In the present study, we examine water deficits in Yemen (Figure 1). Yemen is ranked the sixth most critically affected country by water stress globally [5], and its high vulnerability to climate-change-driven extreme events renders the country one of the most food insecure in the MENA region and also globally. Despite humanitarian interventions, an estimated 17 million people in Yemen remain food insecure, with unprecedented undernutrition levels [17]. Many scientists and policymakers agree that the agricultural sector of Yemen remains fundamental to addressing the livelihood and food security challenges of the most vulnerable populations, especially considering that agriculture is practiced by 70% of the rural population, of which 85% are women [18,19]. However, agricultural production and yield variations are largely impeded by rudimentary agricultural practices, poor soils, and water deficits across the country’s varying agro-ecological zones (Figure 1). Despite these challenges, there is scant literature on the subject matter. A few studies that exist have also neglected to confirm their analyses of remote sensing datasets with fieldwork, thus leading to generalized results. The main goal of the present study is to unravel irrigation demands and overall water stress across Yemen. We begin by assessing water deficit trends at the country level before focusing on the three main agricultural areas of the country: the Arabian Sea Coast, the Red Sea Coast, and the Highlands. We then supplement data analyses with field visits, to provide a novel contribution to the literature on the current water stress situation across the country. We end the study by proposing strategic interventions that can be used to address the ongoing water challenges in Yemen. The findings from this study will be applicable to other Middle East countries by informing the selection of an optimal allocation of this limited resource, thereby optimizing agricultural productivity.

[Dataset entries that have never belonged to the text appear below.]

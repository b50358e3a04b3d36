//! Error types for the PubOne client

use thiserror::Error;

use crate::session::SessionError;

/// Closed error vocabulary of the client.
///
/// The absence/mismatch variants are the expected negative results of
/// [`crate::PubOneClient::validate`], not transport failures; callers are
/// expected to match on them.
#[derive(Error, Debug)]
pub enum Error {
    /// Caller input failed structural validation before any request was made.
    #[error("{message}")]
    InvalidIdentifier { message: String },

    #[error("pmid=`{pmid}` is missing in PubOne")]
    PmidAbsent { pmid: u64 },

    #[error("pmcid=`{pmcid}` is missing in PubOne")]
    PmcidAbsent { pmcid: u64 },

    #[error("pmid=`{pmid}` and pmcid=`{pmcid}` are both missing in PubOne")]
    PmidPmcidAbsent { pmid: u64, pmcid: u64 },

    #[error("pmid=`{pmid}` and pmcid=`{pmcid}` are not matching to the same article in PubOne")]
    PmidPmcidMismatch { pmid: u64, pmcid: u64 },

    /// Transport failure, server error, or a structurally unexpected
    /// registry response.
    #[error("PubOne service is failing with the following diagnostics: {reason}")]
    UpstreamServiceFailed { reason: String },

    /// A response combination the registry contract says cannot happen.
    #[error("PubOne contract violation: {detail}")]
    ServiceContractViolation { detail: String },
}

impl From<SessionError> for Error {
    fn from(err: SessionError) -> Self {
        Error::UpstreamServiceFailed {
            reason: err.to_string(),
        }
    }
}
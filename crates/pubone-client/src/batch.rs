//! Length-bounded grouping of registry query tokens
//!
//! The registry accepts comma-joined token lists in the request path, so the
//! serialized length of one group must stay under the URL budget. Tokens are
//! emitted in input order: all `pubmed_<id>` first, then all `pmc_<id>`.

/// A group is flushed before its comma-joined length would reach this bound.
const MAX_GROUP_LEN: usize = 2000;

/// Iterator over comma-joined query groups, each shorter than
/// [`MAX_GROUP_LEN`] characters.
pub(crate) struct QueryBatches<'a> {
    pmids: std::slice::Iter<'a, u64>,
    pmcids: std::slice::Iter<'a, u64>,
    pending: Option<String>,
}

impl<'a> QueryBatches<'a> {
    pub(crate) fn new(pmids: &'a [u64], pmcids: &'a [u64]) -> Self {
        Self {
            pmids: pmids.iter(),
            pmcids: pmcids.iter(),
            pending: None,
        }
    }

    fn next_token(&mut self) -> Option<String> {
        if let Some(id) = self.pmids.next() {
            return Some(format!("pubmed_{id}"));
        }
        self.pmcids.next().map(|id| format!("pmc_{id}"))
    }
}

impl Iterator for QueryBatches<'_> {
    type Item = String;

    fn next(&mut self) -> Option<String> {
        let mut group = self.pending.take().or_else(|| self.next_token())?;

        while let Some(token) = self.next_token() {
            if group.len() + 1 + token.len() >= MAX_GROUP_LEN {
                self.pending = Some(token);
                return Some(group);
            }
            group.push(',');
            group.push_str(&token);
        }

        Some(group)
    }
}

2. Data Sources and Methods

In the present study, we used TerraClimate, a high-resolution climatic water balance dataset that spans global terrestrial surfaces and covers the period from 1958 to the near-present (

Table 1. Data sources used in this study.

Variable	Representation	Units	Source
Precipitation	P	mm	[20]
Actual Evapotranspiration	Ea	mm	[20]
Runoff	Q	mm	[20]
Climatic Water Deficit	CWD	mm	[20]
Water Storage	ΔS	mm	Equation (1)
Wind Speed	WS	m s−1	[20]

; [20]). With a 1/24th degree longitude x latitude spatial resolution (~4 km), TerraClimate is one of the largest climatic water balance datasets available and is widely used in hydroclimatic studies [21,22]. Apart from its high resolution and long temporal coverage, TerraClimate was used in the present study because Yemen is a highly data-scarce country; therefore, water budgeting studies are difficult and they remain an unresolved problem, with implications for surface water supplies, crop yields, and, by extension, food security. Furthermore, the dataset has been found to show reasonable consistency with the in situ datasets for Brazil [23], Columbia [24], and in the MENA region, where it was found to have a very small absolute error [7].

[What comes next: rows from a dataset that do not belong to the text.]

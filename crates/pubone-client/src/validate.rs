//! Decision engine classifying a registry response against a
//! caller-supplied identifier pair
//!
//! Classification is pure: it takes the decoded JSON payload and the
//! identifiers the caller asked about, and produces either a positive
//! [`ValidatedArticle`] or one typed failure. "Exists" for an identifier
//! means the caller supplied it and it equals the registry-normalized value
//! from the record; a caller-absent identifier is excluded from the
//! comparison.

use serde::Deserialize;
use serde_json::Value;

use crate::error::Error;
use crate::identifiers::{normalize_pmcid, normalize_pmid};

/// One raw identity record as returned by the registry.
#[derive(Debug, Deserialize)]
struct RawArticle {
    #[serde(default)]
    id: Option<String>,
    #[serde(default)]
    pmcid: Option<String>,
    #[serde(default)]
    doi: Option<String>,
}

/// A positively validated article, in registry-normalized form.
#[derive(Debug, Clone, PartialEq, Eq)]
pub struct ValidatedArticle {
    pub pmid: Option<u64>,
    pub pmcid: Option<u64>,
    pub doi: Option<String>,
}

/// Classifies a registry payload. Precondition: at least one of `pmid` /
/// `pmcid` is present (enforced by the caller before the lookup).
pub(crate) fn classify(
    pmid: Option<u64>,
    pmcid: Option<u64>,
    payload: &Value,
) -> Result<ValidatedArticle, Error> {
    let records = match payload {
        Value::Array(items) => items,
        other => {
            return Err(Error::UpstreamServiceFailed {
                reason: format!("expected a JSON array from the registry, got `{other}`"),
            })
        }
    };

    match (pmid, pmcid, records.len()) {
        // A two-record response means the two identifiers resolve to two
        // different articles; no per-record comparison is needed.
        (Some(pmid), Some(pmcid), 2) => Err(Error::PmidPmcidMismatch { pmid, pmcid }),
        (Some(pmid), Some(pmcid), 0) => Err(Error::PmidPmcidAbsent { pmid, pmcid }),
        (Some(pmid), None, 0) => Err(Error::PmidAbsent { pmid }),
        (None, Some(pmcid), 0) => Err(Error::PmcidAbsent { pmcid }),
        (_, _, 1) => classify_single_record(pmid, pmcid, &records[0]),
        (_, _, count) => Err(Error::ServiceContractViolation {
            detail: format!(
                "registry returned {count} records for pmid={pmid:?} pmcid={pmcid:?}"
            ),
        }),
    }
}

fn classify_single_record(
    pmid: Option<u64>,
    pmcid: Option<u64>,
    record: &Value,
) -> Result<ValidatedArticle, Error> {
    let record: RawArticle =
        serde_json::from_value(record.clone()).map_err(|e| Error::UpstreamServiceFailed {
            reason: format!("malformed registry record: {e}"),
        })?;

    let found_pmid = normalize_pmid(record.id.as_deref());
    let found_pmcid = normalize_pmcid(record.pmcid.as_deref())?;

    let pmid_exists = pmid.is_some() && pmid == found_pmid;
    let pmcid_exists = pmcid.is_some() && pmcid == found_pmcid;

    match (pmid, pmcid, pmid_exists, pmcid_exists) {
        (Some(_), Some(_), true, true)
        | (Some(_), None, true, _)
        | (None, Some(_), _, true) => Ok(ValidatedArticle {
            pmid: found_pmid,
            pmcid: found_pmcid,
            doi: record.doi,
        }),
        (Some(_), Some(pmcid), true, false) => Err(Error::PmcidAbsent { pmcid }),
        (Some(pmid), Some(_), false, true) => Err(Error::PmidAbsent { pmid }),
        _ => Err(Error::ServiceContractViolation {
            detail: format!(
                "single record (pmid={found_pmid:?}, pmcid={found_pmcid:?}) matches \
                 neither pmid={pmid:?} nor pmcid={pmcid:?}"
            ),
        }),
    }
}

To quantify agricultural water deficits, we used climatic water deficit (CWD) as a surrogate. We defined CWD as the annual evaporative demand exceeding available water across the study area [25]. Therefore, we considered CWD as the difference between potential and actual evapotranspiration [26]. Given the processes that drive evapotranspiration, CWD, by its very nature, incorporates soil moisture fluctuations, hydraulics, climate variability, and solar radiation. CWD can, therefore, be thought of as a critical indicator of soil moisture levels, groundwater recharge, and the irrigation demand necessary to offset agricultural water deficits [27]; thus, the greater the CWD across the area of interest, the more severe the agricultural water deficit [28]. In addition to CWD, all three key hydrological fluxes, i.e., precipitation, evapotranspiration, and runoff, as simulated by a modification of the Thornthwaite–Mather climatic water-balance model [29], were analyzed in the current study (see Table 1). Given the statistical relationships between wind speed and actual evapotranspiration [30], we hypothesized that changes in wind speed would lead to near-equal changes in evapotranspiration and, thus, the water balance. Therefore, we also examined wind speed data across the study area. Finally, we substantiated our data collection with a site visit to one of the most water-stressed regions of the country.

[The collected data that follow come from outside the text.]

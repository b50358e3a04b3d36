//! Identifier validation and normalization for PMID / PMCID values
//!
//! Caller-supplied identifiers are positive integers. Registry-returned
//! identifiers arrive as strings; PMCIDs come in the form
//! `PMC<digits>[.<digits>]`, where the part after the period is a spurious
//! version suffix that must be discarded.

use crate::error::Error;

/// Checks a caller-supplied identifier. `None` passes through; zero is
/// rejected (negative values are unrepresentable in this API).
pub(crate) fn validate_id(value: Option<u64>, name: &str) -> Result<Option<u64>, Error> {
    match value {
        Some(0) => Err(Error::InvalidIdentifier {
            message: format!("`{name}` must be a positive integer value, 0 provided instead"),
        }),
        other => Ok(other),
    }
}

/// Checks every element of a caller-supplied identifier list. A single
/// malformed element fails the whole list; nothing is silently skipped.
pub(crate) fn validate_id_list(list: Option<&[u64]>, item_name: &str) -> Result<(), Error> {
    if let Some(items) = list {
        for &item in items {
            validate_id(Some(item), item_name)?;
        }
    }
    Ok(())
}

/// Parses a registry-returned PMID string. Absent unless the input is a
/// well-formed digit string.
pub fn normalize_pmid(raw: Option<&str>) -> Option<u64> {
    raw.and_then(|s| s.parse::<u64>().ok())
}

/// Parses a registry-returned PMCID string, discarding the version suffix:
/// `"PMC6081977.3"` → `6081977`.
///
/// Strips every character other than digits and `.`, parses the remainder
/// as a float, and truncates toward zero. A present but unparseable value
/// is a malformed registry record, not an absent identifier.
pub fn normalize_pmcid(raw: Option<&str>) -> Result<Option<u64>, Error> {
    let Some(raw) = raw else {
        return Ok(None);
    };

    let cleaned: String = raw
        .chars()
        .filter(|c| c.is_ascii_digit() || *c == '.')
        .collect();

    let value: f64 = cleaned.parse().map_err(|_| Error::UpstreamServiceFailed {
        reason: format!("unparseable pmcid `{raw}` in registry record"),
    })?;

    Ok(Some(value.trunc() as u64))
}
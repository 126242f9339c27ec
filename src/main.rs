//! portfolio-panel CLI

use std::path::{Path, PathBuf};
use std::sync::Mutex;

use clap::{Parser, Subcommand, ValueEnum};
use colored::Colorize;

use portfolio_panel::error::{FixSuggestion, PanelError, Result};
use portfolio_panel::tui::{self, PanelProps, PortfolioPanel, Section};
use portfolio_panel::PanelConfig;

#[derive(Parser)]
#[command(name = "portfolio-panel")]
#[command(about = "Portfolio and AI assistant panel for the terminal")]
#[command(version)]
struct Cli {
    #[command(subcommand)]
    command: Commands,
}

#[derive(Subcommand)]
enum Commands {
    /// Open the interactive panel
    Run {
        /// Path to a YAML config (default: ./portfolio-panel.yaml if present)
        #[arg(short, long)]
        config: Option<PathBuf>,

        /// Start collapsed
        #[arg(long)]
        collapsed: bool,

        /// Write logs to this file (the TUI owns the terminal)
        #[arg(long)]
        log_file: Option<PathBuf>,
    },

    /// Render one frame to stdout without a terminal
    Render {
        #[arg(short, long)]
        config: Option<PathBuf>,

        #[arg(long)]
        collapsed: bool,

        /// Section to activate before rendering
        #[arg(short, long, value_enum, default_value_t = Section::Portfolio)]
        select: Section,

        #[arg(long, default_value_t = 80)]
        width: u16,

        #[arg(long, default_value_t = 24)]
        height: u16,

        #[arg(short, long, value_enum, default_value_t = OutputFormat::Text)]
        format: OutputFormat,
    },

    /// Validate a config file (parse + checks)
    CheckConfig {
        /// Path to the YAML config
        file: PathBuf,
    },
}

#[derive(Clone, Copy, ValueEnum)]
enum OutputFormat {
    Text,
    Json,
}

#[tokio::main]
async fn main() {
    let cli = Cli::parse();

    let result = match cli.command {
        Commands::Run {
            config,
            collapsed,
            log_file,
        } => run(config.as_deref(), collapsed, log_file.as_deref()).await,
        Commands::Render {
            config,
            collapsed,
            select,
            width,
            height,
            format,
        } => {
            init_stderr_logging();
            render(config.as_deref(), collapsed, select, width, height, format)
        }
        Commands::CheckConfig { file } => {
            init_stderr_logging();
            check_config(&file)
        }
    };

    if let Err(e) = result {
        eprintln!("{} {}", "Error:".red().bold(), e);
        if let Some(suggestion) = e.fix_suggestion() {
            eprintln!("  {} {}", "Fix:".yellow(), suggestion);
        }
        std::process::exit(1);
    }
}

/// Logs to stderr, `warn` unless RUST_LOG says otherwise
fn init_stderr_logging() {
    tracing_subscriber::fmt()
        .with_env_filter(
            tracing_subscriber::EnvFilter::try_from_default_env()
                .unwrap_or_else(|_| tracing_subscriber::EnvFilter::new("warn")),
        )
        .with_writer(std::io::stderr)
        .init();
}

/// Logs to a file; the interactive view owns stdout and stderr
fn init_file_logging(path: &Path) -> Result<()> {
    let file = std::fs::File::create(path)?;
    tracing_subscriber::fmt()
        .with_env_filter(
            tracing_subscriber::EnvFilter::try_from_default_env()
                .unwrap_or_else(|_| tracing_subscriber::EnvFilter::new("info")),
        )
        .with_ansi(false)
        .with_writer(Mutex::new(file))
        .init();
    Ok(())
}

async fn run(config: Option<&Path>, collapsed: bool, log_file: Option<&Path>) -> Result<()> {
    if let Some(path) = log_file {
        init_file_logging(path)?;
    }

    let mut config = PanelConfig::discover(config)?;
    config.collapsed |= collapsed;

    tui::run(&config).await
}

fn render(
    config: Option<&Path>,
    collapsed: bool,
    select: Section,
    width: u16,
    height: u16,
    format: OutputFormat,
) -> Result<()> {
    let config = PanelConfig::discover(config)?;
    let props = PanelProps {
        collapsed: config.collapsed || collapsed,
    };

    let mut panel = PortfolioPanel::from_config(&config);
    panel.select(select);
    let snapshot = tui::render_snapshot(&mut panel, props, width, height)?;

    match format {
        OutputFormat::Text => println!("{}", snapshot.text()),
        OutputFormat::Json => println!("{}", serde_json::to_string_pretty(&snapshot)?),
    }
    Ok(())
}

fn check_config(file: &Path) -> Result<()> {
    let config = PanelConfig::read(file)?;

    let problems = config.problems();
    if !problems.is_empty() {
        for problem in &problems {
            eprintln!("  {} {}", "✗".red(), problem);
        }
        return Err(PanelError::InvalidConfig {
            details: format!("{} problem(s) in {}", problems.len(), file.display()),
        });
    }

    println!(
        "{} {} ({} holdings, {} languages)",
        "✓".green(),
        file.display(),
        config.portfolio.holdings.len(),
        config.assistant.languages.len()
    );
    Ok(())
}
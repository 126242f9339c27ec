//! TUI Module - Portfolio / AI Assistant panel
//!
//! Architecture:
//! ```text
//! ┌─────────────────────────────────────────────────────────────────────┐
//! │                     SHELL (app.rs, events.rs)                       │
//! │  Owns `collapsed`. Terminal loop. Maps input to actions.            │
//! └─────────────────────────────────────────────────────────────────────┘
//!                               │ select / click / keys
//!                               ▼
//! ┌─────────────────────────────────────────────────────────────────────┐
//! │                        PANEL (panel.rs)                             │
//! │  Selector state. Mounts exactly one collaborator when expanded.     │
//! └─────────────────────────────────────────────────────────────────────┘
//!                               │ MountPoint
//!                               ▼
//! ┌─────────────────────────────────────────────────────────────────────┐
//! │                     COLLABORATORS (views/)                          │
//! │  Opaque child views: PortfolioManager, ChatInterface.               │
//! └─────────────────────────────────────────────────────────────────────┘
//! ```

mod app;
mod collaborator;
mod events;
mod panel;
mod section;
mod snapshot;
mod theme;

pub mod views;
pub mod widgets;

pub use app::TuiApp;
pub use collaborator::{Collaborator, MountPoint};
pub use events::{handle_event, handle_key_event, Action};
pub use panel::{Control, PanelProps, PortfolioPanel};
pub use section::Section;
pub use snapshot::{render_snapshot, ControlSnapshot, PanelSnapshot};
pub use theme::{icons, PanelTheme};

use crate::config::PanelConfig;

/// Run the interactive panel
pub async fn run(config: &PanelConfig) -> crate::error::Result<()> {
    let app = TuiApp::new(config);
    app.run().await
}
//! Event Handling - Keyboard and mouse input processing

use crossterm::event::{
    self, Event, KeyCode, KeyEvent, KeyEventKind, KeyModifiers, MouseButton, MouseEventKind,
};
use std::time::Duration;

use super::section::Section;

/// Actions that can be triggered by user input
#[derive(Debug, Clone, Copy, PartialEq, Eq)]
pub enum Action {
    Quit,
    /// Activate a section control
    Select(Section),
    ToggleCollapsed,
    /// Left click at (column, row)
    Click { column: u16, row: u16 },
    /// Hand the key to the mounted collaborator
    Forward(KeyEvent),
    None,
}

/// Map a key to an action.
///
/// `captures_input` is true while the mounted collaborator takes raw text,
/// in which case single-letter shortcuts are forwarded instead.
pub fn handle_key_event(key: KeyEvent, captures_input: bool) -> Action {
    if key.kind == KeyEventKind::Release {
        return Action::None;
    }

    // Global keybindings (work in any state)
    match (key.modifiers, key.code) {
        (KeyModifiers::CONTROL, KeyCode::Char('c')) => return Action::Quit,
        (KeyModifiers::CONTROL, KeyCode::Char('b')) => return Action::ToggleCollapsed,
        (KeyModifiers::ALT, KeyCode::Char('1')) => return Action::Select(Section::Portfolio),
        (KeyModifiers::ALT, KeyCode::Char('2')) => return Action::Select(Section::Ai),
        _ => {}
    }

    if captures_input {
        return Action::Forward(key);
    }

    match (key.modifiers, key.code) {
        (KeyModifiers::NONE, KeyCode::Char('q')) => Action::Quit,
        (KeyModifiers::NONE, KeyCode::Char('1')) => Action::Select(Section::Portfolio),
        (KeyModifiers::NONE, KeyCode::Char('2')) => Action::Select(Section::Ai),
        (KeyModifiers::NONE, KeyCode::Char('c')) => Action::ToggleCollapsed,
        _ => Action::Forward(key),
    }
}

/// Map a terminal event to an action
pub fn handle_event(event: Event, captures_input: bool) -> Action {
    match event {
        Event::Key(key) => handle_key_event(key, captures_input),
        Event::Mouse(mouse) => match mouse.kind {
            MouseEventKind::Down(MouseButton::Left) => Action::Click {
                column: mouse.column,
                row: mouse.row,
            },
            _ => Action::None,
        },
        _ => Action::None,
    }
}

/// Poll for a terminal event with timeout
pub fn poll_event(timeout: Duration) -> std::io::Result<Option<Event>> {
    if event::poll(timeout)? {
        return Ok(Some(event::read()?));
    }
    Ok(None)
}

We note that while CWD is an effective measure of agricultural water stress, it does not sufficiently represent the soil’s water-holding capacity. To ensure that our findings are robust, we adopted the water budget calculation and calculated water storage (ΔS) by subtracting the output flux (i.e., the combination of actual evapotranspiration and runoff) from the input flux, with the assumption of a steady state. Mathematically, this can be represented as given in Equation (1):

ΔS = P − Q − E_a

(1)

where ΔS is the change in water storage, P is the input flux, i.e., precipitation, Q is the runoff, and E_a is actual evapotranspiration.

We also assessed changes in the severity of agricultural water stress during drought years. To achieve this, we employed the standardized precipitation index (SPI) [31]. SPI is widely used and is convenient for categorizing droughts [32,33], especially in data-scarce regions such as Yemen, because it is based on precipitation data only. The index compares annual average precipitation before fitting it to a gamma distribution and then transforming it to a normal distribution, using an equal-probability transformation [34]. The average is then fitted to zero, with above-zero values indicating wetter or flood years, while below-zero values denote drought years. Mathematically, SPI can be expressed as shown in Equation (2):

$$g\left(x\right)\frac{1}{{\beta }^{\alpha \mathrm{\Gamma }\left(\alpha \right)}}{\alpha -1}_e^{\frac{-x}{\beta }}(x-0)$$

(2)

where $\mathrm{\Gamma }\left(\alpha \right)$ refers to the gamma function, and x is the amount of precipitation in mm, thus implying x > 0, a is the shape parameter, and $\beta$ is the scale parameter $\beta >0$.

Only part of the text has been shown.